Property Values – And Taxes – Set To Rise Again This Year In Fort Bend Despite Dismal Market

Fort Bend County landowners – many of whom were irate over appraisals and property taxes that shot up in 2008 despite a dismal national real estate market – need to get ready for more of the same this year.

Fort Bend County Judge Bob Hebert said “preliminary numbers” he saw in a recent report from the Houston Association of Realtors showed home prices in Fort Bend are up 7% to 8%, and he anticipates total property value in the county, as of Jan. 1, 2009, could have increased by 8% to 10% over the previous year.

The implication is that appraisals by the Fort Bend County Central Appraisal District could be expected to rise by a like amount, causing property taxes to float up along with them.

That might be good news for county and city governments and school districts, all of which receive the bulk of their revenue from property taxes.

But it isn’t likely to sit well with property owners, whose tax bill climbed an average of 13% on the residential side and a whopping 30% on the commercial side in 2008, during the start of a major recession.

“We’re not going to be in the 12% to 13% range,” like 2008, Hebert said Wednesday. However, “we’re going to have good values this year.”

While the HAR numbers the judge referred to indicate home prices in the county were up as of Jan. 1, 2009, that information seems to conflict with real estate data compiled by the Texas A & M University Real Estate Center.

TAMU figures show that the average price for a home sold in Fort Bend County in January 2008 was $205,200. The average sales price for a home sold in the county during January 2009 was $190,900. That represents a drop of $14,300 – or about a 7% decline.

Similarly, the median price of a Fort Bend County home sold in January 2008 was $171,200, while the median price in January 2009 was $160,900 – more than $10,000 less, according to the TAMU figures.

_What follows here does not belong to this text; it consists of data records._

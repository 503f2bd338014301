//! Incremental update dispatch.
//!
//! Invoked with a live byte cursor positioned right after a `data:` marker.
//! Updates are decoded one entry at a time and routed to the channel store
//! or schedule engine as they are found; no intermediate document is ever
//! materialized. A malformed entry is skipped and scanning continues; every
//! marker search treats the event's newline as a hard stop so a truncated
//! update can never consume bytes belonging to the next event.
//!
//! Wire shapes:
//!
//! ```text
//! single channel:  {"path":"/CH1/d","data":"251907"}
//! single schedule: {"path":"/SC0","data":{"md":"s","cn":"0","vl":"1","cron":"..."}}
//! batch:           {"path":"/","data":{"CH0":{"d":"0","w":"app"},"SC0":{...}}}
//! ```

use crate::bounded::BoundedBuf;
use crate::config::MAX_WRITER_ID_LEN;
use crate::scan::{self, CopyEnd};
use crate::schedule::{JobMode, ScheduleEngine};
use crate::store::ChannelStore;
use chrono::{DateTime, Utc};
use std::io;
use tokio::io::AsyncRead;
use tracing::{debug, warn};

/// Path keys are `CH{n}`/`SC{n}` plus an optional `/d` suffix.
const PATH_KEY_LEN: usize = 8;

/// Routes decoded updates into the shared channel/schedule tables.
pub struct Dispatcher<'a> {
    pub channels: &'a mut ChannelStore,
    pub schedules: &'a mut ScheduleEngine,
}

impl Dispatcher<'_> {
    /// Decode exactly one update from the cursor. Returns whether a
    /// recognizable update was found (a `"path"` key before end of line).
    pub async fn dispatch<R: AsyncRead + Unpin>(
        &mut self,
        r: &mut R,
        now: DateTime<Utc>,
    ) -> io::Result<bool> {
        match scan::find_first(r, &["\"path\":\"/", "\n"], true, false).await? {
            Some(0) => {}
            _ => {
                debug!("no path in stream update, ignoring");
                return Ok(false);
            }
        }

        match scan::read_byte(r).await? {
            Some(b'"') => self.batch(r, now).await?,
            Some(b'C') => self.single_channel(r).await?,
            Some(b'S') => self.single_schedule(r, now).await?,
            other => {
                debug!(?other, "unrecognized update path prefix");
                return Ok(false);
            }
        }

        // First parsed update of any kind closes the resync window.
        self.channels.note_update_event();
        Ok(true)
    }

    /// `/CH{n}/d` path: one channel, value under a `"data"` key.
    async fn single_channel<R: AsyncRead + Unpin>(&mut self, r: &mut R) -> io::Result<()> {
        // Cursor sits after `/C`; the rest of the key reads like `H5/d`.
        let mut key = BoundedBuf::new(PATH_KEY_LEN);
        if scan::copy_until(r, b'"', &mut key).await? != CopyEnd::Terminator {
            return Ok(());
        }
        let index = match parse_path_index(&key, b'H') {
            Some(i) => i,
            None => {
                warn!(key = ?key.as_str(), "bad channel path key");
                return Ok(());
            }
        };
        if index >= self.channels.channel_count() {
            warn!(channel = index, "channel out of range, skipping");
            return Ok(());
        }

        match scan::find_first(r, &["\"data\":\"", "\n"], true, false).await? {
            Some(0) => {}
            _ => {
                debug!(channel = index, "no data key in channel update");
                return Ok(());
            }
        }

        let mut value = BoundedBuf::new(self.channels.max_value_len());
        match scan::copy_until(r, b'"', &mut value).await? {
            CopyEnd::Terminator => {}
            end => {
                warn!(channel = index, ?end, "channel value unterminated, skipping");
                return Ok(());
            }
        }
        let Some(value) = value.as_str() else {
            warn!(channel = index, "channel value is not UTF-8, skipping");
            return Ok(());
        };

        // Single-channel pushes carry no writer tag.
        let _ = self.channels.apply_remote(index, value, None);
        Ok(())
    }

    /// `/SC{n}` path: one schedule definition object.
    async fn single_schedule<R: AsyncRead + Unpin>(
        &mut self,
        r: &mut R,
        now: DateTime<Utc>,
    ) -> io::Result<()> {
        let mut key = BoundedBuf::new(PATH_KEY_LEN);
        if scan::copy_until(r, b'"', &mut key).await? != CopyEnd::Terminator {
            return Ok(());
        }
        let id = match parse_path_index(&key, b'C') {
            Some(i) => i,
            None => {
                warn!(key = ?key.as_str(), "bad schedule path key");
                return Ok(());
            }
        };
        self.schedule_fields(r, id, now).await
    }

    /// Batch object keyed by `CH{n}` / `SC{n}`, entries routed in arrival
    /// order. Bounded by the combined table capacity.
    async fn batch<R: AsyncRead + Unpin>(
        &mut self,
        r: &mut R,
        now: DateTime<Utc>,
    ) -> io::Result<()> {
        let limit = self.channels.channel_count() + self.schedules.capacity();
        for _ in 0..limit {
            let kind = match scan::find_first(r, &["\"CH", "\"SC", "\n"], true, false).await? {
                Some(k @ (0 | 1)) => k,
                _ => {
                    debug!("no more batch entries");
                    return Ok(());
                }
            };

            let mut num = BoundedBuf::new(PATH_KEY_LEN);
            match scan::copy_until(r, b'"', &mut num).await? {
                CopyEnd::Terminator => {}
                CopyEnd::Eof => return Ok(()),
                CopyEnd::Capacity => continue,
            }
            let id = match num.as_str().and_then(|s| s.parse::<usize>().ok()) {
                Some(id) => id,
                None => {
                    debug!(key = ?num.as_str(), "unparsable batch key, skipping");
                    continue;
                }
            };

            match scan::find_first(r, &[":{", "\n"], true, false).await? {
                Some(0) => {}
                _ => {
                    debug!(id, "batch entry has no object body");
                    continue;
                }
            }

            if kind == 0 {
                self.batch_channel(r, id).await?;
            } else if id < self.schedules.capacity() {
                self.schedule_fields(r, id, now).await?;
            } else {
                warn!(id, "schedule id exceeds capacity, skipping");
            }
        }
        Ok(())
    }

    /// One `{"d":"...","w":"..."}` pair inside a batch, fields in any order.
    async fn batch_channel<R: AsyncRead + Unpin>(
        &mut self,
        r: &mut R,
        id: usize,
    ) -> io::Result<()> {
        if id >= self.channels.channel_count() {
            debug!(channel = id, "invalid channel number in batch");
            return Ok(());
        }

        let mut data = BoundedBuf::new(self.channels.max_value_len());
        let mut writer = BoundedBuf::new(MAX_WRITER_ID_LEN);
        let mut data_found = false;

        for _ in 0..3 {
            match scan::find_first(r, &["\"d\":\"", "\"w\":\"", "}", "\n"], true, false).await? {
                Some(0) => {
                    data.clear();
                    match scan::copy_until(r, b'"', &mut data).await? {
                        CopyEnd::Terminator => data_found = true,
                        end => {
                            warn!(channel = id, ?end, "batch value unterminated, skipping");
                            return Ok(());
                        }
                    }
                }
                Some(1) => {
                    writer.clear();
                    if scan::copy_until(r, b'"', &mut writer).await? != CopyEnd::Terminator {
                        return Ok(());
                    }
                }
                _ => break,
            }
        }

        if !data_found {
            debug!(channel = id, "no data for batch channel, skipping");
            return Ok(());
        }
        let Some(value) = data.as_str() else {
            warn!(channel = id, "batch value is not UTF-8, skipping");
            return Ok(());
        };
        let _ = self.channels.apply_remote(id, value, writer.as_str());
        Ok(())
    }

    /// Schedule definition fields (`cn`/`vl`/`md`/`cron`, quoted, any
    /// order). Incomplete definitions free the slot instead of installing.
    async fn schedule_fields<R: AsyncRead + Unpin>(
        &mut self,
        r: &mut R,
        id: usize,
        now: DateTime<Utc>,
    ) -> io::Result<()> {
        let value_cap = self.channels.max_value_len();
        let mut channel: Option<usize> = None;
        let mut operand = String::new();
        let mut mode = JobMode::Set;
        let mut cron = String::new();

        for _ in 0..5 {
            let field = match scan::find_first(
                r,
                &["\"cn\":\"", "\"vl\":\"", "\"md\":\"", "\"cron\":\"", "}", "\n"],
                true,
                false,
            )
            .await?
            {
                Some(f @ (0 | 1 | 2 | 3)) => f,
                _ => break,
            };

            let mut buf = BoundedBuf::new(value_cap);
            if scan::copy_until(r, b'"', &mut buf).await? != CopyEnd::Terminator {
                break;
            }
            let Some(text) = buf.as_str() else { continue };

            match field {
                0 => match text.parse::<usize>() {
                    Ok(cn) => channel = Some(cn),
                    Err(_) => debug!(id, value = text, "unparsable schedule channel"),
                },
                1 => operand = text.to_string(),
                2 => mode = JobMode::from_wire(text.chars().next().unwrap_or('s')),
                _ => cron = text.to_string(),
            }
        }

        let Some(channel) = channel else {
            debug!(id, "schedule definition missing target channel, removing");
            self.schedules.remove(id);
            return Ok(());
        };
        if cron.is_empty() {
            debug!(id, "schedule definition missing cron, removing");
            self.schedules.remove(id);
            return Ok(());
        }

        if let Err(e) = self
            .schedules
            .install(id, &cron, channel, mode, &operand, now)
        {
            debug!(id, error = %e, "schedule rejected");
        }
        Ok(())
    }
}

/// Parse the numeric index out of a path key like `H5/d` or `C0` (the
/// leading type byte was consumed during disambiguation).
fn parse_path_index(key: &BoundedBuf, expected_first: u8) -> Option<usize> {
    let text = key.as_str()?;
    let head = text.split('/').next()?;
    let rest = head.strip_prefix(expected_first as char)?;
    rest.parse().ok()
}
//! Client configuration.
//!
//! Capacities here size the channel and schedule arenas once, at startup.
//! Nothing is resized afterwards.

use crate::error::{ClientError, Result};
use std::time::Duration;

/// Wire paths encode channel/schedule ids as at most two decimal digits.
pub const MAX_CHANNELS: usize = 99;
pub const MAX_SCHEDULES: usize = 99;

/// Writer ids ride along with every outbound value.
pub const MAX_WRITER_ID_LEN: usize = 8;

/// Subscribe path template. `$uid` is substituted once a session identity
/// becomes available.
pub const STREAM_PATH_PREFIX: &str = "/users/$uid/devices/";
pub const STREAM_PATH_SUFFIX: &str = "properties";

#[derive(Debug, Clone)]
pub struct ClientConfig {
    /// Remote host, without protocol or trailing slashes,
    /// e.g. `my-db.example.com`.
    pub host: String,

    /// Device identifier, as registered with the backend.
    pub device_id: String,

    /// Identity tag attached to every value this device writes. Remote
    /// echoes carrying this id are suppressed.
    pub writer_id: String,

    /// Number of channels (fixed; each channel costs one table slot).
    pub channel_count: usize,

    /// Schedule job table capacity.
    pub schedule_capacity: usize,

    /// Maximum channel value size in bytes.
    pub max_value_len: usize,

    /// How often queued stream bytes are drained while streaming.
    pub update_interval: Duration,

    /// How long to wait before a reconnect attempt.
    pub reconnect_backoff: Duration,

    /// Minimum spacing between outbound channel batches.
    pub batch_interval: Duration,

    /// Liveness write spacing.
    pub heartbeat_interval: Duration,

    /// Retry spacing after a failed liveness write.
    pub heartbeat_penalty: Duration,

    /// Maximum HTTPS redirects honored while connecting the stream.
    pub max_redirects: usize,

    /// When true, a value arriving right after a reconnect whose hash matches
    /// the cached hash still invokes the channel callback (with
    /// `changed == false`) instead of being dropped as a resync no-op.
    pub notify_on_resync: bool,

    /// Whether to send periodic liveness writes at all.
    pub heartbeat_enabled: bool,
}

impl ClientConfig {
    pub fn new(
        host: impl Into<String>,
        device_id: impl Into<String>,
        writer_id: impl Into<String>,
        channel_count: usize,
    ) -> Self {
        Self {
            host: host.into(),
            device_id: device_id.into(),
            writer_id: writer_id.into(),
            channel_count,
            schedule_capacity: 20,
            max_value_len: 32,
            update_interval: Duration::from_millis(750),
            reconnect_backoff: Duration::from_secs(5),
            batch_interval: Duration::from_millis(500),
            heartbeat_interval: Duration::from_secs(120),
            heartbeat_penalty: Duration::from_secs(2),
            max_redirects: 5,
            notify_on_resync: false,
            heartbeat_enabled: true,
        }
    }

    /// The subscribe path for this device, before `$uid` substitution.
    pub fn stream_path(&self) -> String {
        format!(
            "{}{}/{}",
            STREAM_PATH_PREFIX, self.device_id, STREAM_PATH_SUFFIX
        )
    }

    pub fn validate(&self) -> Result<()> {
        if self.host.is_empty() {
            return Err(ClientError::Config("host must not be empty".to_string()));
        }
        if self.device_id.is_empty() {
            return Err(ClientError::Config(
                "device id must not be empty".to_string(),
            ));
        }
        if self.channel_count == 0 || self.channel_count > MAX_CHANNELS {
            return Err(ClientError::Config(format!(
                "channel count must be 1..={MAX_CHANNELS}, got {}",
                self.channel_count
            )));
        }
        if self.schedule_capacity > MAX_SCHEDULES {
            return Err(ClientError::Config(format!(
                "schedule capacity must be <= {MAX_SCHEDULES}, got {}",
                self.schedule_capacity
            )));
        }
        if self.writer_id.is_empty() || self.writer_id.len() > MAX_WRITER_ID_LEN {
            return Err(ClientError::Config(format!(
                "writer id must be 1..={MAX_WRITER_ID_LEN} bytes",
            )));
        }
        if self.max_value_len == 0 {
            return Err(ClientError::Config(
                "max value length must be nonzero".to_string(),
            ));
        }
        Ok(())
    }
}
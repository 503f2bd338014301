//! Device-side channel sync client for realtime cloud document stores.
//!
//! Keeps a small, fixed set of named channels (key/value properties)
//! synchronized between a device and a remote realtime store over one
//! long-lived event stream, while batching local changes into debounced
//! outbound writes and running a tiny cron scheduler that can mutate
//! channels on a timer.
//!
//! # Architecture
//!
//! ```text
//!            +-----------------+    bytes    +------------------+
//!  server -> | StreamTransport | ----------> | Dispatcher       |
//!            | (SSE + reconnect)|   scan     | (one update at a |
//!            +-----------------+             |  time, no tree)  |
//!                                            +---------+--------+
//!                                                      |
//!                              +-----------------------+---------+
//!                              v                                 v
//!                       +-------------+                  +----------------+
//!                       | ChannelStore|<-----------------| ScheduleEngine |
//!                       | (hash/dirty)|   timed writes   | (cron jobs)    |
//!                       +------+------+                  +----------------+
//!                              |  dirty channels
//!                              v
//!                       +-------------+
//!                       | BatchWriter | -> PATCH (separate connection)
//!                       +-------------+
//! ```
//!
//! Everything runs inside one cooperative [`Client::tick`]; no background
//! tasks, no locks.

pub mod bounded;
pub mod client;
pub mod config;
pub mod connector;
pub mod dispatch;
pub mod error;
pub mod scan;
pub mod schedule;
pub mod session;
pub mod store;
pub mod transport;
pub mod writer;

pub use bounded::BoundedBuf;
pub use client::Client;
pub use config::{ClientConfig, MAX_CHANNELS, MAX_SCHEDULES};
pub use connector::{Connector, StreamSocket, TlsConnector};
pub use error::{ClientError, Result};
pub use schedule::{JobMode, ScheduleJob};
pub use session::{SessionProvider, StaticSession};
pub use store::{ChannelValue, SuppressReason, UpdateOutcome};
pub use transport::SocketState;
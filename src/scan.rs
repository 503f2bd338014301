//! Incremental byte-scanning primitives.
//!
//! These are the only functions that touch raw transport bytes. They consume
//! one byte at a time from any `AsyncRead` source and never buffer more than
//! the caller's bounded output, so a live socket and an in-memory fixture
//! parse identically.
//!
//! Matching keeps a rolling prefix counter per terminator: a matching byte
//! advances the counter, a mismatching byte resets it to zero. When several
//! terminators are tracked at once each has an independent counter and the
//! first to reach full length wins (first-match, not longest-match).

use crate::bounded::BoundedBuf;
use std::io;
use tokio::io::{AsyncRead, AsyncReadExt};

/// How a bounded copy ended.
#[derive(Debug, Clone, Copy, PartialEq, Eq)]
pub enum CopyEnd {
    /// Terminator reached; it was consumed but not copied.
    Terminator,
    /// Output buffer filled before the terminator appeared. The overflowing
    /// byte is consumed and dropped.
    Capacity,
    /// Source exhausted.
    Eof,
}

/// Read until one of `patterns` has been fully matched.
///
/// Returns the index of the first pattern to complete, or `None` when the
/// source is exhausted first. With `skip_whitespace`, a whitespace byte that
/// no pattern expects leaves all counters untouched instead of resetting
/// them (whitespace *inside* a pattern still matches normally). With
/// `case_insensitive`, input bytes are ASCII-lowercased before comparison;
/// patterns must already be lowercase.
pub async fn find_first<R: AsyncRead + Unpin>(
    r: &mut R,
    patterns: &[&str],
    skip_whitespace: bool,
    case_insensitive: bool,
) -> io::Result<Option<usize>> {
    let mut progress = vec![0usize; patterns.len()];

    loop {
        let b = match read_byte(r).await? {
            Some(b) => b,
            None => return Ok(None),
        };
        let c = if case_insensitive {
            b.to_ascii_lowercase()
        } else {
            b
        };

        for (i, pat) in patterns.iter().enumerate() {
            let bytes = pat.as_bytes();
            if c == bytes[progress[i]] {
                progress[i] += 1;
                if progress[i] == bytes.len() {
                    return Ok(Some(i));
                }
            } else if !(skip_whitespace && c.is_ascii_whitespace()) {
                progress[i] = 0;
            }
        }
    }
}

/// Single-pattern convenience wrapper around [`find_first`].
pub async fn find<R: AsyncRead + Unpin>(
    r: &mut R,
    pattern: &str,
    skip_whitespace: bool,
) -> io::Result<bool> {
    Ok(find_first(r, &[pattern], skip_whitespace, false)
        .await?
        .is_some())
}

/// Copy bytes verbatim into `out` until `terminator` is read. The terminator
/// is consumed but excluded from the output.
pub async fn copy_until<R: AsyncRead + Unpin>(
    r: &mut R,
    terminator: u8,
    out: &mut BoundedBuf,
) -> io::Result<CopyEnd> {
    loop {
        let b = match read_byte(r).await? {
            Some(b) => b,
            None => return Ok(CopyEnd::Eof),
        };
        if b == terminator {
            return Ok(CopyEnd::Terminator);
        }
        if !out.push(b) {
            return Ok(CopyEnd::Capacity);
        }
    }
}

/// Copy up to the next `\n` into `out`, dropping a trailing `\r`.
pub async fn read_line<R: AsyncRead + Unpin>(
    r: &mut R,
    out: &mut BoundedBuf,
) -> io::Result<CopyEnd> {
    let end = copy_until(r, b'\n', out).await?;
    if end == CopyEnd::Terminator && out.as_bytes().last() == Some(&b'\r') {
        out.truncate(out.len() - 1);
    }
    Ok(end)
}

/// Read one byte, mapping clean EOF to `None`.
pub(crate) async fn read_byte<R: AsyncRead + Unpin>(r: &mut R) -> io::Result<Option<u8>> {
    match r.read_u8().await {
        Ok(b) => Ok(Some(b)),
        Err(e) if e.kind() == io::ErrorKind::UnexpectedEof => Ok(None),
        Err(e) => Err(e),
    }
}

#[cfg(test)]
mod tests {
    use super::*;

    #[tokio::test]
    async fn test_find_simple() {
        let mut src: &[u8] = b"xxx\"data\":\"42\"";
        assert!(find(&mut src, "\"data\":\"", false).await.unwrap());
        // Cursor is positioned right after the match
        let mut out = BoundedBuf::new(8);
        assert_eq!(
            copy_until(&mut src, b'"', &mut out).await.unwrap(),
            CopyEnd::Terminator
        );
        assert_eq!(out.as_str(), Some("42"));
    }

    #[tokio::test]
    async fn test_find_not_found_on_exhaustion() {
        let mut src: &[u8] = b"nothing here";
        assert!(!find(&mut src, "\"data\":\"", false).await.unwrap());
    }

    #[tokio::test]
    async fn test_find_first_returns_first_match() {
        let mut src: &[u8] = b"..\"w\":\"app\"";
        let found = find_first(&mut src, &["\"d\":\"", "\"w\":\"", "}"], false, false)
            .await
            .unwrap();
        assert_eq!(found, Some(1));
    }

    #[tokio::test]
    async fn test_skip_whitespace_preserves_progress() {
        // Space between tokens must not reset the rolling match.
        let mut src: &[u8] = b"\"path\": \"/CH0\"";
        assert!(find(&mut src, "\"path\":\"/", true).await.unwrap());
    }

    #[tokio::test]
    async fn test_whitespace_inside_pattern_matches() {
        let mut src: &[u8] = b"LOCATION: https://x\r\n";
        let found = find_first(&mut src, &["location: http", "\r\n\r\n"], true, true)
            .await
            .unwrap();
        assert_eq!(found, Some(0));
    }

    #[tokio::test]
    async fn test_mismatch_resets_counter() {
        // Rolling counters reset on mismatch without re-checking the
        // mismatching byte, so overlapping prefixes are not recovered.
        let mut src: &[u8] = b"aaab";
        assert!(!find(&mut src, "aab", false).await.unwrap());
    }

    #[tokio::test]
    async fn test_copy_until_capacity() {
        let mut src: &[u8] = b"0123456789\"";
        let mut out = BoundedBuf::new(4);
        assert_eq!(
            copy_until(&mut src, b'"', &mut out).await.unwrap(),
            CopyEnd::Capacity
        );
        assert_eq!(out.as_str(), Some("0123"));
    }

    #[tokio::test]
    async fn test_read_line_trims_cr() {
        let mut src: &[u8] = b"cancel\r\nrest";
        let mut out = BoundedBuf::new(16);
        assert_eq!(read_line(&mut src, &mut out).await.unwrap(), CopyEnd::Terminator);
        assert_eq!(out.as_str(), Some("cancel"));
    }

    #[tokio::test]
    async fn test_read_line_eof() {
        let mut src: &[u8] = b"partial";
        let mut out = BoundedBuf::new(16);
        assert_eq!(read_line(&mut src, &mut out).await.unwrap(), CopyEnd::Eof);
        assert_eq!(out.as_str(), Some("partial"));
    }

    mod props {
        use super::*;
        use proptest::prelude::*;

        proptest! {
            // A pattern planted after filler that shares no bytes with it is
            // always found, and the cursor lands exactly past the match.
            #[test]
            fn find_locates_planted_pattern(
                filler in "[a-m]{0,64}",
                tail in "[a-z]{0,16}",
            ) {
                let pattern = "nopq";
                let input = format!("{filler}{pattern}{tail}");
                let rt = tokio::runtime::Builder::new_current_thread()
                    .build()
                    .unwrap();
                let (found, rest) = rt.block_on(async {
                    let mut src: &[u8] = input.as_bytes();
                    let found = find(&mut src, pattern, false).await.unwrap();
                    (found, src.to_vec())
                });
                prop_assert!(found);
                prop_assert_eq!(rest, tail.as_bytes());
            }
        }
    }
}
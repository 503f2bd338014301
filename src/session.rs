//! Session provider seam.
//!
//! Token acquisition and refresh live outside this crate; the core only
//! needs to know whether a session exists, whose identity it carries, and
//! what credential to attach to requests.

/// Authenticated-session interface consulted by the stream transport (to
/// build the subscribe URL and gate activity) and the batch writer (to
/// attach a credential to outbound requests).
pub trait SessionProvider {
    /// A usable session exists.
    fn ready(&self) -> bool;

    /// The current credential has expired and must not be used.
    fn is_expired(&self) -> bool;

    /// Stable user identity, once known. Substituted into the subscribe
    /// path's `$uid` placeholder.
    fn user_uid(&self) -> Option<&str>;

    /// Bearer credential attached as the `auth` query parameter. `None`
    /// means requests go out unauthenticated.
    fn credential(&self) -> Option<&str>;
}

/// Fixed-token session, for tests and deployments where credentials are
/// provisioned out of band.
#[derive(Debug, Clone, Default)]
pub struct StaticSession {
    pub uid: Option<String>,
    pub token: Option<String>,
}

impl StaticSession {
    pub fn new(uid: impl Into<String>) -> Self {
        Self {
            uid: Some(uid.into()),
            token: None,
        }
    }

    pub fn with_token(mut self, token: impl Into<String>) -> Self {
        self.token = Some(token.into());
        self
    }
}

impl SessionProvider for StaticSession {
    fn ready(&self) -> bool {
        self.uid.is_some()
    }

    fn is_expired(&self) -> bool {
        false
    }

    fn user_uid(&self) -> Option<&str> {
        self.uid.as_deref()
    }

    fn credential(&self) -> Option<&str> {
        self.token.as_deref()
    }
}
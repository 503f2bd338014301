//! Error types for the tether client.
//!
//! Nothing here is fatal to the embedding application: every failure maps to
//! "try again on a later tick" at the client layer. The variants exist so
//! tests and integrators can tell the failure classes apart.

use thiserror::Error;

pub type Result<T> = std::result::Result<T, ClientError>;

#[derive(Debug, Error)]
pub enum ClientError {
    #[error("I/O error: {0}")]
    Io(#[from] std::io::Error),

    /// Connect, redirect or HTTP status failure on either connection.
    #[error("transport failure: {0}")]
    Transport(String),

    #[error("request body encoding failed: {0}")]
    Encode(#[from] serde_json::Error),

    /// Session provider has no usable identity yet.
    #[error("session not ready")]
    AuthNotReady,

    #[error("channel index {index} out of range (capacity {capacity})")]
    ChannelRange { index: usize, capacity: usize },

    #[error("value exceeds {max} bytes")]
    ValueTooLong { max: usize },

    /// Invalid job definition, rejected at install time.
    #[error("schedule rejected: {0}")]
    ScheduleRejected(String),

    #[error("invalid configuration: {0}")]
    Config(String),
}
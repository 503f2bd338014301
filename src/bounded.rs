//! Fixed-capacity owned byte buffer.
//!
//! Every protocol value in this crate (channel values, writer ids, cron
//! strings) lives in one of these. Writes past capacity fail explicitly;
//! there is no silent truncation anywhere in the parsing path.

/// Owned byte buffer with a hard capacity fixed at construction.
#[derive(Debug, Clone, PartialEq, Eq)]
pub struct BoundedBuf {
    buf: Vec<u8>,
    cap: usize,
}

impl BoundedBuf {
    pub fn new(cap: usize) -> Self {
        Self {
            buf: Vec::with_capacity(cap),
            cap,
        }
    }

    pub fn capacity(&self) -> usize {
        self.cap
    }

    pub fn len(&self) -> usize {
        self.buf.len()
    }

    pub fn is_empty(&self) -> bool {
        self.buf.is_empty()
    }

    pub fn clear(&mut self) {
        self.buf.clear();
    }

    /// Shorten to `len` bytes. No effect when already shorter.
    pub fn truncate(&mut self, len: usize) {
        self.buf.truncate(len);
    }

    /// Append one byte. Returns false (and leaves the buffer unchanged) when
    /// the buffer is already full.
    pub fn push(&mut self, b: u8) -> bool {
        if self.buf.len() >= self.cap {
            return false;
        }
        self.buf.push(b);
        true
    }

    /// Replace the contents. Fails when `s` exceeds capacity.
    pub fn set(&mut self, s: &str) -> Result<(), usize> {
        if s.len() > self.cap {
            return Err(self.cap);
        }
        self.buf.clear();
        self.buf.extend_from_slice(s.as_bytes());
        Ok(())
    }

    pub fn as_bytes(&self) -> &[u8] {
        &self.buf
    }

    /// View as UTF-8, if the accumulated bytes form valid UTF-8.
    pub fn as_str(&self) -> Option<&str> {
        std::str::from_utf8(&self.buf).ok()
    }
}

#[cfg(test)]
mod tests {
    use super::*;

    #[test]
    fn test_push_respects_capacity() {
        let mut buf = BoundedBuf::new(2);
        assert!(buf.push(b'a'));
        assert!(buf.push(b'b'));
        assert!(!buf.push(b'c'));
        assert_eq!(buf.as_bytes(), b"ab");
    }

    #[test]
    fn test_set_rejects_oversized() {
        let mut buf = BoundedBuf::new(4);
        assert!(buf.set("1234").is_ok());
        assert_eq!(buf.set("12345"), Err(4));
        // Failed set leaves previous contents intact
        assert_eq!(buf.as_str(), Some("1234"));
    }

    #[test]
    fn test_clear_keeps_capacity() {
        let mut buf = BoundedBuf::new(3);
        buf.set("abc").unwrap();
        buf.clear();
        assert!(buf.is_empty());
        assert!(buf.push(b'x'));
    }

    #[test]
    fn test_as_str_rejects_invalid_utf8() {
        let mut buf = BoundedBuf::new(2);
        buf.push(0xFF);
        assert_eq!(buf.as_str(), None);
    }
}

And in Houston, according to HAR’s own numbers, the average sales price for a single-family home sold in January 2009 – $164,922 – dropped 12.8% from January 2008, when the average price was $189,143.

3 Comments

  1. DennisN says:

    Ben – I’m not sure HAR has an interest in keeping prices high, as obvious as that might seem to some. Sales prices are sales prices, reflective of market value. But maybe you think HAR is part of the grand conspiracy to raise taxes too. Are individual real estate agents lying to themselves and to their colleagues when they report the actual sales price of a property? If you have some actual, you know, evidence of such a thing, I for one (and probably the Texas Attorney General ) would like to see it.

  2. William T Fisher says:

    I would like to go on the record offering to sell my house to Fort Bend County or any other interested parties for the new appraised value when the new numbers come out.

    There is no way I could sell my house for what they say it is worth on the open market and that is a fact.

    Perhaps the only way to keep these folks honest is to force them to put their money where their mouth’s are!

  3. ben wagner says:

    its easier to tax than to tighten the belt. I think its terrible that in these economic down times they are thinking of raising taxes.